Tashelhiyt and Al Andalus

 

The most substantial sources present a variety of Amazigh which is connected most narrowly to modern Tashelhiyt, as it appears at the time of a comparison of the lexicon and morphology. These sources are: Ibn Tunart (Kitab Al-Asma), the Fragment of Leiden, Kitab Al-Ansab and Al-Baidhaq memories. These sources share also some special characteristics (example: the reduction of A in E before a R, the schwa in the opened syllables, of plurals with U prefix, you) which show that they contain all the same variety of Amazigh. The Old-Tashelhiyt can be a suitable name for this language.
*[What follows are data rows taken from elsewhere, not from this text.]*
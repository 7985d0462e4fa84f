use thiserror::Error;

use eigenwell_core::{EquationProblem, Model, Snapshot};

/// A scalar equation problem evaluated at one point.
#[derive(Debug, Clone)]
pub struct Evaluation<I, O> {
    /// Solver variable.
    pub x: f64,

    /// Residual at `x`.
    pub residual: f64,

    /// Model input and output at `x`.
    pub snapshot: Snapshot<I, O>,
}

impl<I, O> Evaluation<I, O> {
    /// Returns true if the residual is neither infinite nor NaN.
    #[must_use]
    pub fn is_finite(&self) -> bool {
        self.residual.is_finite()
    }
}

/// Failure while evaluating a problem, split by which side failed.
#[derive(Debug, Error)]
pub enum EvalError<ME, PE> {
    /// The model call failed.
    #[error("model call failed")]
    Model(#[source] ME),

    /// The problem could not map `x` to an input or compute the residual.
    #[error("problem error")]
    Problem(#[source] PE),
}

/// Maps `x` to a model input, calls the model, and computes the residual.
///
/// # Errors
///
/// Returns [`EvalError::Problem`] if the problem rejects `x` or its output,
/// or [`EvalError::Model`] if the model call fails.
pub fn evaluate<M, P>(
    model: &M,
    problem: &P,
    x: f64,
) -> Result<Evaluation<M::Input, M::Output>, EvalError<M::Error, P::Error>>
where
    M: Model,
    P: EquationProblem<1, Input = M::Input, Output = M::Output>,
{
    let input = problem.input(&[x]).map_err(EvalError::Problem)?;
    let snapshot = Snapshot::capture(model, input).map_err(EvalError::Model)?;
    let [residual] = problem
        .residuals(&snapshot.input, &snapshot.output)
        .map_err(EvalError::Problem)?;

    Ok(Evaluation {
        x,
        residual,
        snapshot,
    })
}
The majority of these documents were written in Al-Andalusians (az-Zahrawi, Ibn Beklaresh, Ibn Abden) or by authors born in Al-Andalusians and working in the Middle East (Maimonide, Ibn Al-Baitar). It is probable that a substantial number speakers of a variety of Amazigh close Tashelhiyt lived in Al-Andalusians and that Al-Andalusians was the place where this language was intended to be written the first time. That there were indeed the Amazighs in Spain which spoke a language close to Tashelhiyt is highlighted by the fact that at the end of the 15th century, like consequence of the Reconquista, a group or groups of Berber speakers of Spain immigrated towards Suss in the South of Morocco: they were known like “people of the boat” (ayt ugherrabu).
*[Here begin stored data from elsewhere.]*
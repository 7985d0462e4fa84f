use thiserror::Error;

/// Errors that can occur when creating a [`Bracket`] or validating bounds.
#[derive(Debug, Error, Clone, Copy, PartialEq)]
pub enum BracketError {
    /// One or both endpoints are non-finite.
    #[error("non-finite endpoint in [{left}, {right}]")]
    NonFinite { left: f64, right: f64 },

    /// Endpoints are equal, giving zero width.
    #[error("zero width: both endpoints are {value}")]
    ZeroWidth { value: f64 },

    /// Endpoint residuals share a sign, so the bracket does not straddle a root.
    #[error("no sign change: f({left}) = {left_residual}, f({right}) = {right_residual}")]
    NoSignChange {
        left: f64,
        right: f64,
        left_residual: f64,
        right_residual: f64,
    },
}

/// Current bracket bounds and the residual at the left endpoint.
///
/// Only the left residual is tracked: every shrink decision compares the
/// midpoint residual against it.
#[derive(Debug, Clone, Copy, PartialEq)]
pub struct Bracket {
    left: f64,
    right: f64,
    left_residual: f64,
}

impl Bracket {
    /// Creates a bracket after checking that the endpoint residuals straddle a root.
    ///
    /// # Errors
    ///
    /// Returns `BracketError::NoSignChange` if both residuals are non-zero with
    /// the same sign.
    pub(super) fn checked(
        bounds: Bounds,
        left_residual: f64,
        right_residual: f64,
    ) -> Result<Self, BracketError> {
        if same_sign(left_residual, right_residual) {
            return Err(BracketError::NoSignChange {
                left: bounds.left,
                right: bounds.right,
                left_residual,
                right_residual,
            });
        }

        Ok(Self::assumed(bounds, left_residual))
    }

    /// Creates a bracket whose sign change is taken on trust.
    pub(super) fn assumed(bounds: Bounds, left_residual: f64) -> Self {
        Self {
            left: bounds.left,
            right: bounds.right,
            left_residual,
        }
    }

    /// Returns the bracket bounds as an array.
    #[must_use]
    pub fn as_array(&self) -> [f64; 2] {
        [self.left, self.right]
    }

    /// Returns the midpoint of the bracket.
    #[must_use]
    pub fn midpoint(&self) -> f64 {
        0.5 * (self.left + self.right)
    }

    /// Returns the bracket width.
    #[must_use]
    pub fn width(&self) -> f64 {
        self.right - self.left
    }

    /// Returns true if the bracket width is within the absolute tolerance.
    #[must_use]
    pub fn is_converged(&self, x_abs_tol: f64) -> bool {
        self.width() <= x_abs_tol
    }

    /// Returns true if `x` lies strictly inside the bracket.
    pub(super) fn splits_at(&self, x: f64) -> bool {
        self.left < x && x < self.right
    }

    /// Shrinks the bracket using a new point and its residual.
    ///
    /// Returns true if the point replaced the left endpoint.
    pub(super) fn shrink(&mut self, x: f64, residual: f64) -> bool {
        if same_sign(residual, self.left_residual) {
            self.left = x;
            self.left_residual = residual;
            true
        } else {
            self.right = x;
            false
        }
    }
}

/// Returns true if `f(a) · f(b) > 0` would hold in exact arithmetic.
///
/// Compares signs instead of multiplying, so tiny residuals cannot underflow
/// to a zero product.
fn same_sign(a: f64, b: f64) -> bool {
    a != 0.0 && b != 0.0 && a.is_sign_positive() == b.is_sign_positive()
}

/// Ordered finite bounds for a bisection bracket.
#[derive(Debug, Clone, Copy, PartialEq)]
pub(super) struct Bounds {
    left: f64,
    right: f64,
}

impl Bounds {
    /// Validates and orders the bracket endpoints.
    ///
    /// # Errors
    ///
    /// Returns `BracketError` if endpoints are non-finite or zero width.
    pub(super) fn new(bracket: [f64; 2]) -> Result<Self, BracketError> {
        let [left, right] = bracket;

        if !left.is_finite() || !right.is_finite() {
            return Err(BracketError::NonFinite { left, right });
        }

        #[allow(clippy::float_cmp)]
        if left == right {
            return Err(BracketError::ZeroWidth { value: left });
        }

        if left < right {
            Ok(Self { left, right })
        } else {
            Ok(Self {
                left: right,
                right: left,
            })
        }
    }

    /// Returns the bounds as an array.
    pub(super) fn as_array(&self) -> [f64; 2] {
        [self.left, self.right]
    }
}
One of them is Said Al-Kurrami (Said Akwerramu, 1477) which is famous to be the last Amazigh scientist to have received his Grenade teaching. Roots of Arab words which are still visible in Tashelhiyt, like “lmri: mirror”, “lkighd: paper”, “lixrt: beyond”, “ccicit: bonnet”, etc indicate also a connection between Tashelhiyt and Al-Andalusians. It remarkable that in Kitab Al-Ansab and the memories of Al-Baidhaq, which were born certainly in the South from Morocco, the sentences Amazigh are, in a recurring way, is presented like being “in the language of Gharb” (lisan Al-gharb).
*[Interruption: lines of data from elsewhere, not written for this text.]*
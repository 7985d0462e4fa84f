//! Core traits and types for the Eigenwell workspace.
//!
//! This crate defines the shared abstractions that solvers, observers, and
//! models build on:
//!
//! - [`Model`] — a callable that maps a typed input to a typed output
//! - [`Snapshot`] — a captured input/output pair from a model call
//! - [`Observer`] — receives solver events and optionally returns control actions
//! - [`EquationProblem`] — adapts solver variables to model inputs and extracts
//!   residuals from outputs

mod model;
mod observer;
mod problems;

pub use observer::Observer;
pub use problems::EquationProblem;
pub use {model::Model, model::Snapshot};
This coastal zone of Morocco is now inhabited by Arabic-speaking people. The Berber speakers Ghomara, in the North of Morocco, could be a vestige isolated from the original Amazigh language spoken in this area. The botanist Abdallah ibn Salih Al-Kutami belonged to the tribe of Kutama or Iketamen. The members of this tribe were implanted in various parts of Al-Andalus and North Africa. Al-Kutami had a graver of general storekeeper with Marrakech. It was one of professors of Ibn Al-Baitar. Ibn Al-Hassha can have spoken Amazigh near about Tashelhiyt considering which it worked with the service of the first sultan of the Hafsid dynasty in Tunis. Hafsids were the descendants of Abu Hafs Umar (Umar Inti, 1176), Amazigh of the South of Morocco, tribe of Hintata and one of the companions closest to Ibn Tumert. The progressive expulsion of the Moslems of Spain in the course of the 15th century put probably fine at Old-Tashelhiyt as written language. One century later, pre-modern Tashelhiyt emerged as a literary language in the form of a new orthography.